SHARPE’S DEVIL. Bernard Cornwell

The Espiritu Santo was indeed buggered, so much so that, despite the influx of fresh muscle and the extra pumps, Cochrane reluctantly accepted that the captured frigate could never sail as far as Valdivia without repairs. “It’ll have to be Puerto Crucero,” he told Major Miller, who brisded with confidence at the news and alleged that capturing the smaller harbor would entail less work and smaller risk than a night spent in a Santiago whorehouse. “My chaps will make short work of Puerto Crucero. Mark my words, Sharpe, these are villains!” Miller’s villains numbered exactly fifty, of whom only forty-five actually carried weapons.

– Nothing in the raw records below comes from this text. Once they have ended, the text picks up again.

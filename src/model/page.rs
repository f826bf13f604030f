//! Page types: the unit the backing source hands out.

use super::error::FetchError;
use super::record::Record;
use serde::{Deserialize, Serialize};
use std::collections::HashSet;
use std::fmt;

// ===== PageIndex =====

/// 0-based page index. Displayed and sent on the wire as 1-based.
#[derive(Debug, Clone, Copy, PartialEq, Eq, Hash, PartialOrd, Ord, Default)]
pub struct PageIndex(usize);

impl PageIndex {
    /// The first page.
    pub const FIRST: PageIndex = PageIndex(0);

    /// From a 0-based index.
    pub fn new(index: usize) -> Self {
        Self(index)
    }

    /// Build from a 1-based page number. Returns `None` for 0.
    pub fn from_number(number: usize) -> Option<Self> {
        number.checked_sub(1).map(Self)
    }

    /// 0-based index.
    pub fn get(self) -> usize {
        self.0
    }

    /// 1-based page number (wire and display value).
    pub fn number(self) -> usize {
        self.0 + 1
    }
}

impl fmt::Display for PageIndex {
    fn fmt(&self, f: &mut fmt::Formatter<'_>) -> fmt::Result {
        write!(f, "{}", self.number())
    }
}

// ===== PageResponse =====

/// Wire shape of a page read: `{ "data": [...], "total": N }`.
#[derive(Debug, Clone, PartialEq, Eq, Serialize, Deserialize)]
pub struct PageResponse {
    /// Records of this page, at most one page size.
    pub data: Vec<Record>,
    /// Record count across all pages.
    pub total: usize,
}

// ===== FetchTicket =====

/// Identity of one issued page fetch.
///
/// `generation` increases with every request, so two tickets for the same page
/// issued at different times are still distinct.
#[derive(Debug, Clone, Copy, PartialEq, Eq, Hash)]
pub struct FetchTicket {
    /// Issue order. Higher is newer.
    pub generation: u64,
    /// Page being fetched.
    pub page: PageIndex,
}

/// A completed fetch, tagged with the ticket it was issued under.
#[derive(Debug, Clone, PartialEq, Eq)]
pub struct FetchOutcome {
    /// Ticket the fetch was issued under.
    pub ticket: FetchTicket,
    /// Page contents or the failure.
    pub result: Result<PageResponse, FetchError>,
}

// ===== Page =====

/// A validated page of records for a given index.
#[derive(Debug, Clone, PartialEq, Eq)]
pub struct Page {
    index: PageIndex,
    records: Vec<Record>,
    total: usize,
}

impl Page {
    /// Validate a wire response into a page.
    ///
    /// # Errors
    ///
    /// `FetchError::InvalidPage` when the response carries more than
    /// `page_size` records or repeats a record id.
    pub fn from_response(
        index: PageIndex,
        response: PageResponse,
        page_size: usize,
    ) -> Result<Self, FetchError> {
        if response.data.len() > page_size {
            return Err(FetchError::InvalidPage {
                page: index.number(),
                reason: format!(
                    "{} records exceeds page size {}",
                    response.data.len(),
                    page_size
                ),
            });
        }

        let mut seen = HashSet::with_capacity(response.data.len());
        for record in &response.data {
            if !seen.insert(&record.id) {
                return Err(FetchError::InvalidPage {
                    page: index.number(),
                    reason: format!("duplicate record id {}", record.id),
                });
            }
        }

        Ok(Self {
            index,
            records: response.data,
            total: response.total,
        })
    }

    /// Index this page was fetched for.
    pub fn index(&self) -> PageIndex {
        self.index
    }

    /// Records in page order.
    pub fn records(&self) -> &[Record] {
        &self.records
    }

    /// Record count across all pages.
    pub fn total(&self) -> usize {
        self.total
    }

    /// Take the records, dropping the page metadata.
    pub fn into_records(self) -> Vec<Record> {
        self.records
    }
}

The remaining five marines were musicians: two drummers and three flautists. “I used to have a bagpiper,” Miller said wistfully. “A splendid fellow! He couldn’t play to save his life, but the noise he made was simply magnificent! Bloody dagoes shot him in a nasty little fight when we captured one of their frigates. One squelch of a dying chord, and that was the end of the poor bugger. Shame. They shot the bagpipes too. I tried to mend them, but they were beyond hope. We buried them, of course. Full military honors!”

Sharpe diffidently wondered whether abandoning ten percent of his muskets to music was wise, but Miller dismissed Sharpe’s implied objections. “Music’s the key to victory, Sharpe. Always has been and always will be. One thing I noted in the Frog wars was that our chaps always won when we had music. Stirs up the blood. Makes a chap think he’s invincible. No, my dear fellow, my forty-five chaps fight like tigers so long as the music’s chirruping, but if a flute stops to take a breath they wilt into milksops. If I could find the instruments I’d have half the bastards playing music and only half fighting. Nothing would stop me then! I’d march from here to Toronto and kill everything in between!” Miller looked extraordinarily pleased at such a prospect. “So, my dear fellow, you’ve been to Puerto Crucero, have you? Much in the way of defenses there?”

Sharpe had already described the defenses to Lord Cochrane, but now, and as soberly as he could, he described the formidable fortress that dominated Puerto Crucero’s harbor. From the landward side, Sharpe averred, it was impregnable. The seaward defenses were probably more attainable, but only if the cannon on the wide firesteps could be dismounted or otherwise destroyed. “How many guns?” Miller asked.

“I saw twelve. There must be others, but I didn’t see them.”

“Caliber?”

“Thirty-six pounders. They’ve also got the capacity to heat shot.”

Miller sniffed, as if to suggest that such defenses were negligible, but Sharpe noted that the belligerent Major seemed somewhat crestfallen, and so he should have been, for a dozen thirty-six-pounder cannons were a considerable obstacle to any attack. Not only were such guns heavier than anything on board Cochrane’s ships, but they were also mounted high on the fortress and could thus fire down onto the decks of the two frigates. Such huge roundshot, slamming into the decks and crashing on through the hull to thump through a boat’s bilges, could sink a ship in minutes. Indeed, the fragile Espiritu Santo would hardly need one such heavy shot to send her to the bottom.

Worse still, the thirty-six-pound iron shots could be heated to a red heat. Then, if such a ball lodged in a ship’s timber, a fire could start in seconds and Sharpe had already seen, in the Mary Starbuck, just how vulnerable wooden ships were to fire. From the moment the two ships entered the outer harbor until the moment they touched against the quay, they would be under a constant hammering fire. Captain-General Bautista was a man of limited military imagination, but his one certainty was that artillery won wars, and by trying to sail the Espiritu Santo and the O’Higgins into Puerto Crucero’s harbor, Cochrane was playing right into Bautista’s unimaginative trap. The red-hot thirty-six-pound cannonballs, with whatever other guns the defenders could bring to bear, would pound the two warships into charred splinters of bloody matchwood long before they reached the quay. Even if, by some miracle, one of the ships did limp through the hail of roundshot and managed to land an attacking force on the quay, there would still be plenty of Spanish infantry ready to defend the steep open stairway with musket fire and bayonets. Miller’s two drummers and three flautists would be helpless against such flailing and punishing fire.